Once you have completed your walk on Main Street, maybe you’re looking to kick off your shoes and get your toes in the sand. Well then you are in luck as 10 minutes on either side of the village are two beaches, Blue Sea Beach and Rushton’s Beach. Don’t worry If you forgot your beach attire, R&B Adventures has all types of outdoor apparel so that you can enjoy a little beach time. The Blue Sea Beach Provincial Park is located towards Malagash and Rushton’s Beach Provincial Park in Marshville is just outside of the village on your way to River John and Pictou. Both beaches offer wonderful boardwalks and sheltered picnic grounds as well as a change house and toilets and are famous for having the warmest salt water in Nova Scotia. Both beaches also offer beautiful dune systems with sandy beaches and amazing broad sandbars at low tide that stretch along the shore for over a mile and the salt marsh attracts a great variety of birds for those looking to keep an eye out for nature.

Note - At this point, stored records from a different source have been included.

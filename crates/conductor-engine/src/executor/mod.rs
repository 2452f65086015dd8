//! Tool dispatch.
//!
//! Resolution order: approval gate, built-in tools, qualified provider
//! call, unqualified search across visible tools. Every failure the caller
//! can see comes back as a `ToolResult` with `is_error` set; errors never
//! escape this module.

pub mod repair;

use std::sync::Arc;
use std::time::{Duration, Instant};

use rmcp::model::CallToolRequestParams;
use rmcp::service::Peer;
use rmcp::RoleClient;
use serde_json::Value;
use tracing::{debug, info, warn};

use conductor_core::error::is_schema_error;
use conductor_core::{
    split_qualified, ApprovalHandler, BuiltinTools, ProfileToolConfig, ProgressFn,
    ResourceTracker, ResponseProcessor, ServerLogger, ServerStateManager, ToolCall, ToolContent,
    ToolResult,
};

use crate::lifecycle::ServerLifecycleManager;
use crate::registry::ToolManager;

/// Upper bound on a single provider invocation
pub const TOOL_CALL_TIMEOUT: Duration = Duration::from_secs(60);

/// Per-call options supplied by the host
#[derive(Clone, Default)]
pub struct ExecuteOptions {
    /// Bypass the approval gate (pre-approved agent flows)
    pub skip_approval: bool,
    /// Session identity forwarded to built-in tools
    pub session_id: Option<String>,
    /// Profile policy; when set it replaces the global provider layer
    pub profile: Option<ProfileToolConfig>,
    pub on_progress: Option<ProgressFn>,
}

/// Where a call name routes, resolved once at the top of dispatch
enum CallTarget<'a> {
    Builtin(&'a str),
    Qualified {
        provider_id: &'a str,
        tool_name: &'a str,
    },
    Unqualified(&'a str),
}

impl<'a> CallTarget<'a> {
    fn resolve(builtins: &dyn BuiltinTools, name: &'a str) -> Self {
        if builtins.is_builtin(name) {
            Self::Builtin(name)
        } else if let Some((provider_id, tool_name)) = split_qualified(name) {
            Self::Qualified {
                provider_id,
                tool_name,
            }
        } else {
            Self::Unqualified(name)
        }
    }

    /// Re-route a built-in name that declined the call
    fn past_builtin(name: &'a str) -> Self {
        match split_qualified(name) {
            Some((provider_id, tool_name)) => Self::Qualified {
                provider_id,
                tool_name,
            },
            None => Self::Unqualified(name),
        }
    }
}

pub struct ToolExecutor {
    lifecycle: Arc<ServerLifecycleManager>,
    registry: Arc<ToolManager>,
    state: Arc<ServerStateManager>,
    logger: Arc<ServerLogger>,
    builtins: Arc<dyn BuiltinTools>,
    approval: Arc<dyn ApprovalHandler>,
    processor: Arc<dyn ResponseProcessor>,
    resources: Arc<ResourceTracker>,
}

impl ToolExecutor {
    #[allow(clippy::too_many_arguments)]
    pub fn new(
        lifecycle: Arc<ServerLifecycleManager>,
        registry: Arc<ToolManager>,
        state: Arc<ServerStateManager>,
        logger: Arc<ServerLogger>,
        builtins: Arc<dyn BuiltinTools>,
        approval: Arc<dyn ApprovalHandler>,
        processor: Arc<dyn ResponseProcessor>,
        resources: Arc<ResourceTracker>,
    ) -> Self {
        Self {
            lifecycle,
            registry,
            state,
            logger,
            builtins,
            approval,
            processor,
            resources,
        }
    }

    pub async fn execute(&self, call: &ToolCall, opts: &ExecuteOptions) -> ToolResult {
        if self.approval.approval_required() && !opts.skip_approval {
            let preview = serde_json::to_string_pretty(&call.arguments)
                .unwrap_or_else(|_| call.arguments.to_string());
            if !self.approval.request_approval(&call.name, &preview).await {
                info!(tool = %call.name, "tool call denied by user");
                return ToolResult::error(format!(
                    "Tool call '{}' was denied by the user",
                    call.name
                ));
            }
        }

        // Built-ins take precedence over provider tools of the same name
        let target = match CallTarget::resolve(self.builtins.as_ref(), &call.name) {
            CallTarget::Builtin(name) => {
                match self
                    .builtins
                    .execute(name, call.arguments.clone(), opts.session_id.as_deref())
                    .await
                {
                    Ok(Some(result)) => return result,
                    Ok(None) => {
                        debug!(tool = name, "built-in declined, falling through");
                        CallTarget::past_builtin(&call.name)
                    }
                    Err(e) => return ToolResult::error(format!("Tool call failed: {e}")),
                }
            }
            other => other,
        };

        match target {
            CallTarget::Qualified {
                provider_id,
                tool_name,
            } => {
                self.invoke_qualified(provider_id, tool_name, &call.arguments, opts)
                    .await
            }
            _ => self.invoke_unqualified(call, opts).await,
        }
    }

    /// Resolve a bare name against the currently visible tools
    async fn invoke_unqualified(&self, call: &ToolCall, opts: &ExecuteOptions) -> ToolResult {
        let visible = match &opts.profile {
            Some(profile) => self.registry.visible_tools_for_profile(profile),
            None => self.registry.visible_tools(&self.state.runtime_disabled()),
        };

        let matches: Vec<String> = visible
            .iter()
            .filter(|t| t.short_name() == call.name)
            .map(|t| t.name.clone())
            .collect();

        match matches.as_slice() {
            [] => {
                let mut available: Vec<&str> = visible.iter().map(|t| t.name.as_str()).collect();
                available.sort();
                ToolResult::error(format!(
                    "Tool '{}' not found. Available tools: {}",
                    call.name,
                    available.join(", ")
                ))
            }
            [qualified] => match split_qualified(qualified) {
                Some((provider_id, tool_name)) => {
                    self.invoke_qualified(provider_id, tool_name, &call.arguments, opts)
                        .await
                }
                // A visible bare name that is not a built-in cannot be routed
                None => ToolResult::error(format!("Tool '{}' is not invokable", call.name)),
            },
            _ => ToolResult::error(format!(
                "Ambiguous tool name '{}': matches {}. Use the qualified name.",
                call.name,
                matches.join(", ")
            )),
        }
    }

    async fn invoke_qualified(
        &self,
        provider_id: &str,
        tool_name: &str,
        arguments: &Value,
        opts: &ExecuteOptions,
    ) -> ToolResult {
        let provider_visible = match &opts.profile {
            Some(profile) => profile.is_provider_visible(provider_id),
            None => self.state.is_runtime_enabled(provider_id),
        };
        if !provider_visible {
            return ToolResult::error(format!("Provider '{provider_id}' is disabled"));
        }

        let qualified = format!("{provider_id}:{tool_name}");
        let profile_disabled = opts
            .profile
            .as_ref()
            .map(|p| p.disabled_tools.contains(&qualified))
            .unwrap_or(false);
        if self.registry.is_tool_disabled(&qualified) || profile_disabled {
            return ToolResult::error(format!("Tool '{qualified}' is disabled"));
        }

        let Some(connection) = self.lifecycle.connection(provider_id) else {
            return ToolResult::error(format!("Provider '{provider_id}' is not connected"));
        };

        let arguments = match self.registry.tool_schema(&qualified) {
            Some(schema) => repair::coerce_arguments(arguments, &schema),
            None => arguments.clone(),
        };

        let started = Instant::now();
        let peer = connection.peer();
        let outcome = call_with_repair(tool_name, &arguments, |args| {
            let peer = peer.clone();
            async move { self.call_provider(&peer, tool_name, &args).await }
        })
        .await;

        let duration_ms = started.elapsed().as_millis();
        match outcome {
            Ok(result) => {
                self.logger.append(
                    provider_id,
                    format!("tool call {tool_name} completed in {duration_ms}ms"),
                );
                if result.is_error {
                    return result;
                }
                self.finish(provider_id, tool_name, result, opts).await
            }
            Err(message) => {
                self.logger.append(
                    provider_id,
                    format!("tool call {tool_name} failed after {duration_ms}ms: {message}"),
                );
                ToolResult::error(format!("Tool call failed: {message}"))
            }
        }
    }

    async fn call_provider(
        &self,
        peer: &Peer<RoleClient>,
        tool_name: &str,
        arguments: &Value,
    ) -> Result<ToolResult, String> {
        let params = CallToolRequestParams {
            name: tool_name.to_string().into(),
            arguments: arguments.as_object().cloned(),
            task: None,
            meta: None,
        };

        let result = tokio::time::timeout(TOOL_CALL_TIMEOUT, peer.call_tool(params))
            .await
            .map_err(|_| format!("tool call timed out after {TOOL_CALL_TIMEOUT:?}"))?
            .map_err(|e| e.to_string())?;

        // Read the wire shape: text items keep their text, anything else is
        // carried as serialized JSON
        let raw = serde_json::to_value(&result).map_err(|e| e.to_string())?;
        let content = raw
            .get("content")
            .and_then(Value::as_array)
            .map(|items| {
                items
                    .iter()
                    .map(|item| match item.get("text").and_then(Value::as_str) {
                        Some(text) => ToolContent::text(text),
                        None => ToolContent::text(item.to_string()),
                    })
                    .collect()
            })
            .unwrap_or_default();

        Ok(ToolResult {
            content,
            is_error: raw
                .get("isError")
                .and_then(Value::as_bool)
                .unwrap_or(false),
        })
    }

    /// Successful results pass through the response pipeline and feed the
    /// resource tracker
    async fn finish(
        &self,
        provider_id: &str,
        tool_name: &str,
        result: ToolResult,
        opts: &ExecuteOptions,
    ) -> ToolResult {
        self.resources
            .record_from_result(provider_id, &result.combined_text());

        let filtered = self
            .processor
            .filter(provider_id, tool_name, result.content)
            .await;
        let processed = self
            .processor
            .process(provider_id, tool_name, filtered, opts.on_progress.clone())
            .await;

        ToolResult {
            content: processed,
            is_error: false,
        }
    }
}

/// Drive one provider call with at most one repaired retry.
///
/// A schema-shaped rejection, thrown or carried in-band as `is_error`,
/// buys a single replay with corrected parameter names; the retry is
/// skipped when repair would resend the same arguments. An in-band error
/// whose retry also fails falls back to the original result.
async fn call_with_repair<C, Fut>(
    tool_name: &str,
    arguments: &Value,
    call: C,
) -> Result<ToolResult, String>
where
    C: Fn(Value) -> Fut,
    Fut: std::future::Future<Output = Result<ToolResult, String>>,
{
    match call(arguments.clone()).await {
        Ok(result) if !result.is_error => Ok(result),
        Ok(result) => {
            let text = result.combined_text();
            if !is_schema_error(&text) {
                return Ok(result);
            }
            let repaired = repair::repair_argument_keys(arguments, &text);
            if &repaired == arguments {
                return Ok(result);
            }
            warn!(tool = tool_name, "retrying with corrected parameter names");
            call(repaired).await.or(Ok(result))
        }
        Err(message) if is_schema_error(&message) => {
            let repaired = repair::repair_argument_keys(arguments, &message);
            if &repaired == arguments {
                return Err(message);
            }
            warn!(tool = tool_name, "retrying with corrected parameter names");
            call(repaired).await
        }
        Err(message) => Err(message),
    }
}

Tatamagouche is a small village that makes a huge impact on those that visit and truly has something for everyone to experience on and off the water.
About 45 minutes (55.4 km – 34.4 mi) up the Sunrise Trail on Highway #6 is the town of Pictou which is known as the birthplace of New Scotland. Once an active shipping building port and the shire town of the county, located on the north shore of Pictou Harbour, approximately 10 km (6 miles) north of New Glasgow.
The first wave of immigrants arrived in what is now known as Pictou on September 15, 1773, on the ship Hector. While there were a significant number of Scottish settlers in other parts of Nova Scotia, those that arrived on the ship Hector are recognized as the first Scottish immigrants to sail directly from Scotland to what is now Canada. Today the town offers many important examples of stone housing constructed by those early generations of Scottish immigrants, which have clear connections to architectural styles and design in Scotland itself. That along with the amazing waterfront views and other historic references make this small-town a must-stop tourist destination.
This year visitors will be given a special treat as the Town of Pictou celebrates a convergence of two major anniversaries in 2023. The historic 250th anniversary of the landing of the Ship Hector and the 150th anniversary of the incorporation of the Town of Pictou. Throughout 2023, over 20 community organizations will host events that acknowledge their historic past and celebrate the present and future of this harbour town.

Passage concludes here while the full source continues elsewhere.